A Bienal também contará em sua programação com um simpósio internacional que terá a presença do americano Joe Davis, do Instituto de Tecnologia de Massachusetts (MIT), mostrando sua visão sobre o híbrido (artista e cientista), sendo um "alquimista" pioneiro de trabalhos de arte e biologia molecular e arte espacial inclusive em parceria com a NASA; além de oficinas do programa educativo nas exposições, palestras ministradas por profissionais das artes, ciência e tecnologia e de artistas convidados, como o chileno Daniel Cruz, da Universidad de Chile, que vai expor a obra “Bloques Erráticos”, contendo uma mensagem em prol da preservação da natureza.                               

Os trabalhos escolhidos foram selecionados entre as mais de 600 inscrições realizadas via edital. A seleção foi realizada por um conselho curador formado por acadêmicos, artistas, pesquisadores e produtores culturais como Marina Gazire, Alexandre Milagres, Ivan Luiz Ramos, Gabriel Cevallos, Pablo Gobira, Tadeus Mucelli e demais membros da comissão organizadora. Foram cerca de 20 encontros entre os envolvidos e cerca de 400 horas dedicadas as análises.

Entre os artistas mineiros selecionados para a edição Rio de Janeiro estão: Aline Xavier, com a obra “JEQUITRAP” uma exposição de artefatos etnológicos modelados em 3D, Ana Moravi com sua videoinstalação “Antarabrava”, que evoca o estado de transitoriedade das imagens e das experiências humanas através dos gestos, Leandro Aragão com a apresentação do seu documentário “Improviso Ambulante”, que investiga o fenômeno da improvisação, procurando superar os preconceitos em torno de sua aparente precariedade e afirmando o ato de improvisar como uma manifestação artística natural do ser humano e o Duo Lumia, uma dupla formada pelos artistas Joana Boechat e Henrique Roscoe, que trazem para a Bienal de Arte Digital seus projetos que trabalham a relação sinestésica de composições e imagens, gerando possibilidades audiovisuais interessantes e que dialoguem de forma fluida, onde melodias visuais formam uma unidade com o som, sendo executados ao vivo.
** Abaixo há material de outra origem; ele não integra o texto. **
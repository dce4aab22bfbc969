//! Connection manager for tracking and managing client connections.
//!
//! This module provides the central management system for all client connections,
//! handling connection lifecycle, player ID assignment, and message broadcasting.

use super::{client::ClientConnection, ConnectionId};
use horizon_event_system::{PlayerId, AuthenticationStatus};
use std::collections::HashMap;
use std::net::SocketAddr;
use std::sync::Arc;
use tokio::sync::{broadcast, RwLock};
use tracing::info;
use futures_util::sink::SinkExt;
use futures_util::stream::SplitSink;
use tokio_tungstenite::{WebSocketStream, tungstenite::Message};

/// Central manager for all client connections.
/// 
/// The `ConnectionManager` tracks active connections, assigns unique IDs,
/// manages player associations, and provides message broadcasting capabilities.
/// It uses async-safe data structures to handle concurrent access from multiple
/// connection handlers.
/// 
/// # Architecture
/// 
/// * Uses `RwLock<HashMap>` for thread-safe connection storage
/// * Implements atomic connection ID generation
/// * Provides broadcast channel for outgoing messages
/// * Maintains bidirectional player-connection mapping
#[derive(Debug)]
pub struct ConnectionManager {
    /// Map of connection ID to client connection information
    connections: Arc<RwLock<HashMap<ConnectionId, ClientConnection>>>,
    ws_senders: Arc<RwLock<HashMap<ConnectionId, Arc<tokio::sync::Mutex<SplitSink<WebSocketStream<tokio::net::TcpStream>, Message>>>>>>,
    
    /// Atomic counter for generating unique connection IDs
    next_id: Arc<std::sync::atomic::AtomicUsize>,
    
    /// Broadcast sender for outgoing messages to specific connections
    sender: broadcast::Sender<(ConnectionId, Vec<u8>)>,
}

impl ConnectionManager {
    /// Creates a new connection manager.
    /// 
    /// Initializes the internal data structures and broadcast channel
    /// with a reasonable buffer size for message queuing.
    /// 
    /// # Returns
    /// 
    /// A new `ConnectionManager` instance ready to handle connections.
    pub fn new() -> Self {
        let (sender, _) = broadcast::channel(1000);
        Self {
            connections: Arc::new(RwLock::new(HashMap::new())),
            ws_senders: Arc::new(RwLock::new(HashMap::new())),
            next_id: Arc::new(std::sync::atomic::AtomicUsize::new(1)),
            sender,
        }
    }

    /// Adds a new connection and returns its unique ID.
    /// 
    /// Creates a new connection entry with the provided remote address
    /// and assigns it a unique connection ID for tracking.
    /// 
    /// # Arguments
    /// 
    /// * `remote_addr` - The network address of the connecting client
    /// 
    /// # Returns
    /// 
    /// A unique `ConnectionId` assigned to this connection.
    pub async fn add_connection(&self, remote_addr: SocketAddr) -> ConnectionId {
        let connection_id = self
            .next_id
            .fetch_add(1, std::sync::atomic::Ordering::Relaxed);
        let connection = ClientConnection::new(remote_addr);
        let mut connections = self.connections.write().await;
        connections.insert(connection_id, connection);
        info!("🔗 Connection {} from {}", connection_id, remote_addr);
        connection_id
    }

    /// Register the WebSocket sender for a connection
    pub async fn register_ws_sender(&self, connection_id: ConnectionId, ws_sender: Arc<tokio::sync::Mutex<SplitSink<WebSocketStream<tokio::net::TcpStream>, Message>>>) {
        let mut senders = self.ws_senders.write().await;
        senders.insert(connection_id, ws_sender);
    }

    /// Remove the WebSocket sender for a connection
    pub async fn remove_ws_sender(&self, connection_id: ConnectionId) {
        let mut senders = self.ws_senders.write().await;
        senders.remove(&connection_id);
    }

    /// Kick (disconnect) a connection by ID, sending a close frame
    pub async fn kick_connection(&self, connection_id: ConnectionId, reason: Option<String>) -> Result<(), String> {
        let senders = self.ws_senders.read().await;
        if let Some(ws_sender) = senders.get(&connection_id) {
            let mut ws_sender = ws_sender.lock().await;
            use tokio_tungstenite::tungstenite::protocol::frame::coding::CloseCode;
            let close_msg = Message::Close(Some(tokio_tungstenite::tungstenite::protocol::CloseFrame {
                code: CloseCode::Normal,
                reason: reason.unwrap_or_else(|| "Kicked by server".into()).into(),
            }));
            let _ = ws_sender.send(close_msg).await;
        }
        drop(senders);
        self.remove_connection(connection_id).await;
        self.remove_ws_sender(connection_id).await;
        Ok(())
    }

    /// Kick (disconnect) a player by PlayerId
    pub async fn kick_player(&self, player_id: PlayerId, reason: Option<String>) -> Result<(), String> {
        if let Some(conn_id) = self.get_connection_id_by_player(player_id).await {
            self.kick_connection(conn_id, reason).await
        } else {
            Err("Player not connected".to_string())
        }
    }

    /// Removes a connection from the manager.
    /// 
    /// Cleans up the connection entry and logs the disconnection.
    /// This should be called when a client disconnects or times out.
    /// 
    /// # Arguments
    /// 
    /// * `connection_id` - The ID of the connection to remove
    pub async fn remove_connection(&self, connection_id: ConnectionId) {
        let mut connections = self.connections.write().await;
        if let Some(connection) = connections.remove(&connection_id) {
            info!(
                "❌ Connection {} from {} disconnected",
                connection_id, connection.remote_addr
            );
        }
    }

    /// Associates a player ID with a connection.
    /// 
    /// This is typically called after successful authentication or
    /// when a player is assigned to a connection.
    /// 
    /// # Arguments
    /// 
    /// * `connection_id` - The connection to update
    /// * `player_id` - The player ID to assign
    pub async fn set_player_id(&self, connection_id: ConnectionId, player_id: PlayerId) {
        let mut connections = self.connections.write().await;
        if let Some(connection) = connections.get_mut(&connection_id) {
            connection.player_id = Some(player_id);
        }
    }

    /// Retrieves the player ID associated with a connection.
    /// 
    /// # Arguments
    /// 
    /// * `connection_id` - The connection to look up
    /// 
    /// # Returns
    /// 
    /// The associated `PlayerId` if found, or `None` if the connection
    /// doesn't exist or doesn't have a player assigned.
    pub async fn get_player_id(&self, connection_id: ConnectionId) -> Option<PlayerId> {
        let connections = self.connections.read().await;
        connections.get(&connection_id).and_then(|c| c.player_id)
    }

    /// Sends a message to a specific connection.
    /// 
    /// Queues a message for delivery to the specified connection through
    /// the internal broadcast channel.
    /// 
    /// # Arguments
    /// 
    /// * `connection_id` - The target connection
    /// * `message` - The message data to send
    pub async fn send_to_connection(&self, connection_id: ConnectionId, message: Vec<u8>) {
        if let Err(e) = self.sender.send((connection_id, message)) {
            tracing::error!("Failed to send message to connection {}: {:?}", connection_id, e);
        }
    }

    /// Broadcasts a message to all currently connected clients.
    /// 
    /// Sends the same message to every active connection. The message is
    /// cloned for each connection to ensure proper delivery.
    /// 
    /// # Arguments
    /// 
    /// * `message` - The message data to broadcast to all clients
    /// 
    /// # Returns
    /// 
    /// The number of connections that the message was queued for.
    pub async fn broadcast_to_all(&self, message: Vec<u8>) -> usize {
        let connections = self.connections.read().await;
        let connection_count = connections.len();
        
        for &connection_id in connections.keys() {
            if let Err(e) = self.sender.send((connection_id, message.clone())) {
                tracing::error!("Failed to broadcast message to connection {}: {:?}", connection_id, e);
            }
        }
        
        tracing::debug!("📡 Broadcasted message to {} connections", connection_count);
        connection_count
    }

    /// Current number of tracked connections, used by the handshake's player-limit check.
    pub async fn connection_count(&self) -> usize {
        self.connections.read().await.len()
    }

    /// Creates a new receiver for outgoing messages.
    /// 
    /// Each connection handler should call this to get a receiver
    /// for messages targeted to their specific connection.
    /// 
    /// # Returns
    /// 
    /// A broadcast receiver for connection-targeted messages.
    pub fn subscribe(&self) -> broadcast::Receiver<(ConnectionId, Vec<u8>)> {
        self.sender.subscribe()
    }

    /// Finds the connection ID associated with a player.
    /// 
    /// Searches through active connections to find the one associated
    /// with the specified player ID.
    /// 
    /// # Arguments
    /// 
    /// * `player_id` - The player to search for
    /// 
    /// # Returns
    /// 
    /// The `ConnectionId` if the player is found and connected,
    /// or `None` if the player is not currently connected.
    pub async fn get_connection_id_by_player(&self, player_id: PlayerId) -> Option<ConnectionId> {
        let connections = self.connections.read().await;
        for (conn_id, connection) in connections.iter() {
            if connection.player_id == Some(player_id) {
                return Some(*conn_id);
            }
        }
        None
    }

    /// Sets the authentication status for a connection.
    /// 
    /// Updates the authentication status of the specified connection.
    /// This is typically called when authentication state changes.
    /// 
    /// # Arguments
    /// 
    /// * `connection_id` - The connection to update
    /// * `status` - The new authentication status
    pub async fn set_auth_status(&self, connection_id: ConnectionId, status: AuthenticationStatus) {
        let mut connections = self.connections.write().await;
        if let Some(connection) = connections.get_mut(&connection_id) {
            connection.set_auth_status(status);
        }
    }

    /// Gets the authentication status for a connection.
    /// 
    /// # Arguments
    /// 
    /// * `connection_id` - The connection to query
    /// 
    /// # Returns
    /// 
    /// The current authentication status, or `None` if the connection doesn't exist.
    pub async fn get_auth_status(&self, connection_id: ConnectionId) -> Option<AuthenticationStatus> {
        let connections = self.connections.read().await;
        connections.get(&connection_id).map(|c| c.auth_status())
    }

    /// Gets the authentication status for a player.
    /// 
    /// # Arguments
    /// 
    /// * `player_id` - The player to query
    /// 
    /// # Returns
    /// 
    /// The current authentication status, or `None` if the player is not connected.
    pub async fn get_auth_status_by_player(&self, player_id: PlayerId) -> Option<AuthenticationStatus> {
        let connections = self.connections.read().await;
        for connection in connections.values() {
            if connection.player_id == Some(player_id) {
                return Some(connection.auth_status());
            }
        }
        None
    }

    /// Sets the authentication status for a player.
    /// 
    /// Updates the authentication status of the connection associated with the specified player.
    /// 
    /// # Arguments
    /// 
    /// * `player_id` - The player to update
    /// * `status` - The new authentication status
    /// 
    /// # Returns
    /// 
    /// `true` if the player was found and updated, `false` otherwise.
    pub async fn set_auth_status_by_player(&self, player_id: PlayerId, status: AuthenticationStatus) -> bool {
        let mut connections = self.connections.write().await;
        for connection in connections.values_mut() {
            if connection.player_id == Some(player_id) {
                connection.set_auth_status(status);
                return true;
            }
        }
        false
    }

    /// Gets detailed connection information for a player.
    /// 
    /// # Arguments
    /// 
    /// * `player_id` - The player to query
    /// 
    /// # Returns
    /// 
    /// Connection information if the player is connected, `None` otherwise.
    pub async fn get_connection_info_by_player(&self, player_id: PlayerId) -> Option<(ConnectionId, SocketAddr, std::time::SystemTime, AuthenticationStatus)> {
        let connections = self.connections.read().await;
        for (conn_id, connection) in connections.iter() {
            if connection.player_id == Some(player_id) {
                return Some((*conn_id, connection.remote_addr, connection.connected_at, connection.auth_status()));
            }
        }
        None
    }
}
Outro destaque nacional é o artista Ivan Henriques que, em colaboração com cientistas da Faculdade de Bio-Engenharia da Universidade de Ghent na Holanda, desenvolveu o projeto “Caravel”, uma estrutura robotizada móvel flutuante que colhe e armazena sua energia a partir de Pilhas de Combustível Microbianas, aplicando essa energia para limpar o ambiente poluído com a ajuda de plantas purificadoras de água integradas na estrutura.